Understanding a planet's composition is necessary to understand its habitability. Inferring a planet's composition solely from observations of mass and radii requires the construction of planetary interior structure models. We present a new planetary interior structure model that includes significant physics excluded from previous models, such as the coexistence of many chemical species within the mantle, high pressure phase transitions of mantle materials, light elements within the planetary core and partitioning between the solid and liquid core, radiative transfer in the upper atmosphere, a prescription to calculate planetary transit radii rather than radii at a particular pressure, and more. We validate our resultant interior structure model by running forward models for the measured masses and compositions of Earth, Mars, the Moon, Venus, Mercury, and Europa. Our model produces radii and moment of inertia coefficients within 0.5% or 1 standard deviation of reality in all cases where the moment of inertia is well-constrained. In the case of a poorly-constrained moment of inertia, our model produces radii and moment of inertia coefficients within 1% or 3 standard deviations of reality. We present the resultant mass-radius curves between 0.01 and 100 Earth masses.
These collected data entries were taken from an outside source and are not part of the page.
//! DOM contracts of the two automated web applications.
//!
//! These selectors must stay in sync with the page markup; everything else in
//! the controller is expressed in terms of them.

use crate::driver::Selector;

/// Element contract of the cafeteria ordering page.
#[derive(Debug, Clone, PartialEq, Eq)]
pub struct PageContract {
	/// Badge showing the number of units in the cart.
	pub cart_badge: Selector,
	/// The batch of add-to-cart buttons, one per product, in document order.
	pub add_buttons: Selector,
	/// Button opening the cart side panel.
	pub cart_button: Selector,
	/// Button opening the report modal.
	pub report_button: Selector,
	/// Product card container.
	pub product_card: Selector,
	/// Product name, inside a card.
	pub product_name: Selector,
	/// Add-to-cart button, inside a card.
	pub card_add_button: Selector,
	/// Global function returning the menu as JSON text.
	pub menu_accessor: String,
	/// Global function returning the cart as JSON text.
	pub cart_accessor: String,
}

impl Default for PageContract {
	fn default() -> Self {
		Self {
			cart_badge: Selector::css("[data-testid='cart-badge']"),
			add_buttons: Selector::css("[data-testid='add-to-cart-btn']"),
			cart_button: Selector::css("[data-testid='cart-btn']"),
			report_button: Selector::css("[data-testid='report-btn']"),
			product_card: Selector::css(".product-card"),
			product_name: Selector::css(".product-name"),
			card_add_button: Selector::css(".add-to-cart-btn"),
			menu_accessor: "getMenuDataForAutomation".to_string(),
			cart_accessor: "getCartDataForAutomation".to_string(),
		}
	}
}

/// Default chat web client.
pub const DEFAULT_CHAT_URL: &str = "https://web.whatsapp.com";

/// Element contract of the chat web client.
#[derive(Debug, Clone, PartialEq, Eq)]
pub struct ChatContract {
	/// Client origin; deep links are `{base_url}/send?phone=..&text=..`.
	pub base_url: String,
	/// Chat search box.
	pub search_input: Selector,
	/// Message composition box of the open conversation.
	pub compose_input: Selector,
	/// Tag of search-result elements carrying the contact's `title`.
	pub contact_title_tag: String,
}

impl ChatContract {
	/// Search result whose title is exactly `name`.
	pub fn contact_entry(&self, name: &str) -> Selector {
		Selector::attr_equals(&self.contact_title_tag, "title", name)
	}
}

impl Default for ChatContract {
	fn default() -> Self {
		Self {
			base_url: DEFAULT_CHAT_URL.to_string(),
			search_input: Selector::css("div[contenteditable='true'][data-tab='3']"),
			compose_input: Selector::css("div[contenteditable='true'][data-tab='10']"),
			contact_title_tag: "span".to_string(),
		}
	}
}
We find that the radii of sub-Neptunes are consistent with planets made of either a few % H/He or 10s of % water, with surface temperature also playing a crucial factor. We find radii for pure Fe planets significantly systematically lower than much of the literature owing to our adoption of newer EOS. We fit power laws of the form M=R^X in a piecewise fashion with pieces being separated by changes in the state of the planetary interior: for a planet with Earth's composition, the solidification of the core at 2.25 Earth masses and onset of high pressure phases in the mantle at 3.41 Earth masses. At higher masses and core mass fractions, X becomes larger. The values of X for Earth-like and cold water worlds are within 1%. Previous values of X reported in the literature are only valid at masses below the solidification of the core.